Building credit can be challenging when you’re just starting, but it’s an essential step toward financial stability. Good credit can help you get approved for loans, credit cards, and apartments. It can also affect your insurance rates and even your job prospects. Here are some tips on how to build your credit when you’re just starting.
Get a secured credit card.
One of the best ways to build credit is using a credit card responsibly. However, getting approved for a traditional credit card can be tricky if you have little or no credit history. In this case, a secured credit card is a good option. A secured credit card requires a cash deposit, which acts as collateral. The deposit amount is typically equal to your credit limit. Use your secured credit card to make small purchases and pay your bill on time and in full monthly.
Some banks offer student credit cards if you are in college or high school, which provide a small amount of credit to get your feet wet. These cards help establish credit and teach good habits when it comes to credit cards.

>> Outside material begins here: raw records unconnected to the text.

//! Training Engine
//!
//! Drives the supervised training loop over pre-built batches, tracking its
//! progress through an explicit phase machine and emitting events to the
//! attached observers. The engine owns the model and the optimizer; observers
//! only ever see them through a [`RunView`].
//!
//! Phase transitions:
//! `NotStarted -> Running <-> EpochBoundary -> Completed`, with any error
//! moving to the terminal `Failed` phase. A run is single-shot; a finished
//! engine cannot be re-run.

use burn::{
    module::Module,
    nn::loss::CrossEntropyLossConfig,
    optim::{GradientsParams, Optimizer},
    record::{BinBytesRecorder, FullPrecisionSettings, Recorder},
    tensor::{backend::AutodiffBackend, ElementConversion},
};
use tracing::{debug, info, warn};

use crate::dataset::XrayBatch;
use crate::error::{PacemakerError, Result};
use crate::model::PacemakerClassifier;
use crate::training::observer::{ObserverList, RunView, StateSnapshot};

/// Where the engine is in its lifecycle
#[derive(Debug, Clone, Copy, PartialEq, Eq)]
pub enum EnginePhase {
    NotStarted,
    Running,
    EpochBoundary,
    Completed,
    Failed,
}

/// Counters exposed to observers on every event
#[derive(Debug, Clone, Default)]
pub struct EngineState {
    /// Current epoch, 1-based once the run starts
    pub epoch: usize,
    /// Iteration within the current epoch, resets each epoch
    pub iteration: usize,
    /// Batches per epoch
    pub epoch_length: usize,
    /// Total epochs this run will perform
    pub max_epochs: usize,
    /// Loss of the most recent training batch
    pub last_loss: f64,
}

/// Serializes the engine's model and optimizer to in-memory records
struct EngineSnapshot<'a, B, O>
where
    B: AutodiffBackend,
    O: Optimizer<PacemakerClassifier<B>, B>,
{
    model: &'a PacemakerClassifier<B>,
    optimizer: &'a O,
}

impl<B, O> StateSnapshot for EngineSnapshot<'_, B, O>
where
    B: AutodiffBackend,
    O: Optimizer<PacemakerClassifier<B>, B>,
{
    fn model_bytes(&self) -> Result<Vec<u8>> {
        let recorder = BinBytesRecorder::<FullPrecisionSettings>::default();
        Ok(recorder.record(self.model.clone().into_record(), ())?)
    }

    fn optimizer_bytes(&self) -> Result<Vec<u8>> {
        let recorder = BinBytesRecorder::<FullPrecisionSettings>::default();
        Ok(recorder.record(self.optimizer.to_record(), ())?)
    }
}

/// Supervised training engine
pub struct Engine<B, O>
where
    B: AutodiffBackend,
    O: Optimizer<PacemakerClassifier<B>, B>,
{
    model: PacemakerClassifier<B>,
    optimizer: O,
    learning_rate: f64,
    device: B::Device,
    state: EngineState,
    phase: EnginePhase,
}

impl<B, O> Engine<B, O>
where
    B: AutodiffBackend,
    O: Optimizer<PacemakerClassifier<B>, B>,
{
    /// Create an engine ready to run
    pub fn new(
        model: PacemakerClassifier<B>,
        optimizer: O,
        learning_rate: f64,
        device: B::Device,
    ) -> Self {
        Self {
            model,
            optimizer,
            learning_rate,
            device,
            state: EngineState::default(),
            phase: EnginePhase::NotStarted,
        }
    }

    /// Restore model and optimizer state from serialized records
    pub fn restore(mut self, model_bytes: Vec<u8>, optimizer_bytes: Vec<u8>) -> Result<Self> {
        let recorder = BinBytesRecorder::<FullPrecisionSettings>::default();

        let model_record = recorder.load(model_bytes, &self.device)?;
        self.model = self.model.load_record(model_record);

        let optimizer_record = recorder.load(optimizer_bytes, &self.device)?;
        self.optimizer = self.optimizer.load_record(optimizer_record);

        Ok(self)
    }

    /// Current phase
    pub fn phase(&self) -> EnginePhase {
        self.phase
    }

    /// Current state counters
    pub fn state(&self) -> &EngineState {
        &self.state
    }

    /// The model being trained
    pub fn model(&self) -> &PacemakerClassifier<B> {
        &self.model
    }

    /// Serialize the current model and optimizer state to bytes
    pub fn snapshot(&self) -> Result<(Vec<u8>, Vec<u8>)> {
        let snapshot = EngineSnapshot {
            model: &self.model,
            optimizer: &self.optimizer,
        };
        Ok((snapshot.model_bytes()?, snapshot.optimizer_bytes()?))
    }

    /// Run the full training loop
    ///
    /// Emits `RunStarted`, one `IterationCompleted` per batch, one
    /// `EpochCompleted` per epoch (observers fire in attach order) and
    /// `RunCompleted` at the end. Any error, from the loop or from an
    /// observer, moves the engine to `Failed`, triggers a best-effort
    /// `RunFailed` emission and propagates unchanged. No retries.
    pub fn run(
        &mut self,
        batches: &[XrayBatch<B>],
        max_epochs: usize,
        observers: &mut ObserverList<B>,
    ) -> Result<&EngineState> {
        if self.phase != EnginePhase::NotStarted {
            return Err(PacemakerError::InvalidState(format!(
                "engine already ran (phase {:?})",
                self.phase
            )));
        }
        if batches.is_empty() {
            return Err(PacemakerError::InvalidState(
                "cannot train on an empty batch list".to_string(),
            ));
        }
        if max_epochs == 0 {
            return Err(PacemakerError::InvalidState(
                "max_epochs must be positive".to_string(),
            ));
        }

        self.state.epoch_length = batches.len();
        self.state.max_epochs = max_epochs;

        match self.run_inner(batches, max_epochs, observers) {
            Ok(()) => Ok(&self.state),
            Err(err) => {
                self.phase = EnginePhase::Failed;
                let snapshot = EngineSnapshot {
                    model: &self.model,
                    optimizer: &self.optimizer,
                };
                let view = RunView::new(&self.model, &self.device, &snapshot);
                observers.emit_failure(&self.state, &view, &err);
                Err(err)
            }
        }
    }

    fn run_inner(
        &mut self,
        batches: &[XrayBatch<B>],
        max_epochs: usize,
        observers: &mut ObserverList<B>,
    ) -> Result<()> {
        self.phase = EnginePhase::Running;
        info!(
            "Starting run: {} epochs x {} batches",
            max_epochs,
            batches.len()
        );

        {
            let snapshot = EngineSnapshot {
                model: &self.model,
                optimizer: &self.optimizer,
            };
            let view = RunView::new(&self.model, &self.device, &snapshot);
            observers.emit_run_started(&self.state, &view)?;
        }

        for epoch in 1..=max_epochs {
            self.state.epoch = epoch;
            self.state.iteration = 0;

            for batch in batches.iter() {
                self.train_step(batch)?;

                let snapshot = EngineSnapshot {
                    model: &self.model,
                    optimizer: &self.optimizer,
                };
                let view = RunView::new(&self.model, &self.device, &snapshot);
                observers.emit_iteration_completed(&self.state, &view)?;
            }

            self.phase = EnginePhase::EpochBoundary;
            debug!("Epoch {} boundary", epoch);
            {
                let snapshot = EngineSnapshot {
                    model: &self.model,
                    optimizer: &self.optimizer,
                };
                let view = RunView::new(&self.model, &self.device, &snapshot);
                observers.emit_epoch_completed(&self.state, &view)?;
            }
            self.phase = EnginePhase::Running;
        }

        self.phase = EnginePhase::Completed;
        let snapshot = EngineSnapshot {
            model: &self.model,
            optimizer: &self.optimizer,
        };
        let view = RunView::new(&self.model, &self.device, &snapshot);
        if let Err(err) = observers.emit_run_completed(&self.state, &view) {
            // Completion handlers failing still fails the run
            warn!("Run-completed handler failed: {}", err);
            return Err(err);
        }

        info!("Run completed after {} epochs", max_epochs);
        Ok(())
    }

    /// One forward/backward/step over a single batch
    fn train_step(&mut self, batch: &XrayBatch<B>) -> Result<()> {
        self.model.validate_input(batch.images.dims())?;

        let output = self.model.forward(batch.images.clone());

        let loss = CrossEntropyLossConfig::new()
            .init(&output.device())
            .forward(output, batch.targets.clone());

        let loss_value: f64 = loss.clone().into_scalar().elem();

        let grads = loss.backward();
        let grads = GradientsParams::from_grads(grads, &self.model);
        self.model = self
            .optimizer
            .step(self.learning_rate, self.model.clone(), grads);

        self.state.iteration += 1;
        self.state.last_loss = loss_value;

        Ok(())
    }
}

Become an authorized user.
Another way to start building credit is by becoming an authorized user on someone else’s credit card. This is an arrangement where someone adds you to their credit card account, and you can use the card to make purchases. The account owner is responsible for paying the bill, but the credit card activity will appear on your credit report. Ensure the account owner has good credit and pays their bill on time, as any missed payments or high balances could negatively impact your credit.
Pay your bills on time.
One of the most crucial factors in building good credit is paying your bills on time. This includes credit card bills, rent, utilities, and any other bills you have. Late payments can stay on your credit report for up to seven years, significantly damaging your credit score. Set up automatic payments or reminders to ensure you never miss a payment.
Keep your credit utilization low.
Credit utilization is the amount of credit you use compared to your credit limit. High credit utilization can negatively impact your credit score. Try to keep your credit utilization below 30%. For example, if you have a credit card with a $1,000 limit, keep your balance below $300.
Don’t apply for too much credit at once.
When starting out, it can be tempting to apply for multiple credit cards or loans to increase your available credit. However, applying for too much credit at once can hurt your credit score. Each time you apply for credit, it triggers a hard inquiry, which can lower your credit score. Be selective and only apply for credit when you need it.
Monitor your credit report.
Regularly monitoring your credit report can help you identify any errors or fraudulent activity. You’re entitled to one free credit report per year from each major credit bureau (Equifax, Experian, and TransUnion). Check your credit report for accuracy and dispute any errors you find.
In conclusion, building credit when just starting out takes time and effort, but it’s worth it. Start by getting a secured credit card or becoming an authorized user. Pay your bills on time, keep your credit utilization low, and only apply for a bit of credit at a time. Finally, monitor your credit report regularly to ensure its accuracy. You can build a strong credit history and improve your financial future with patience and responsible credit use.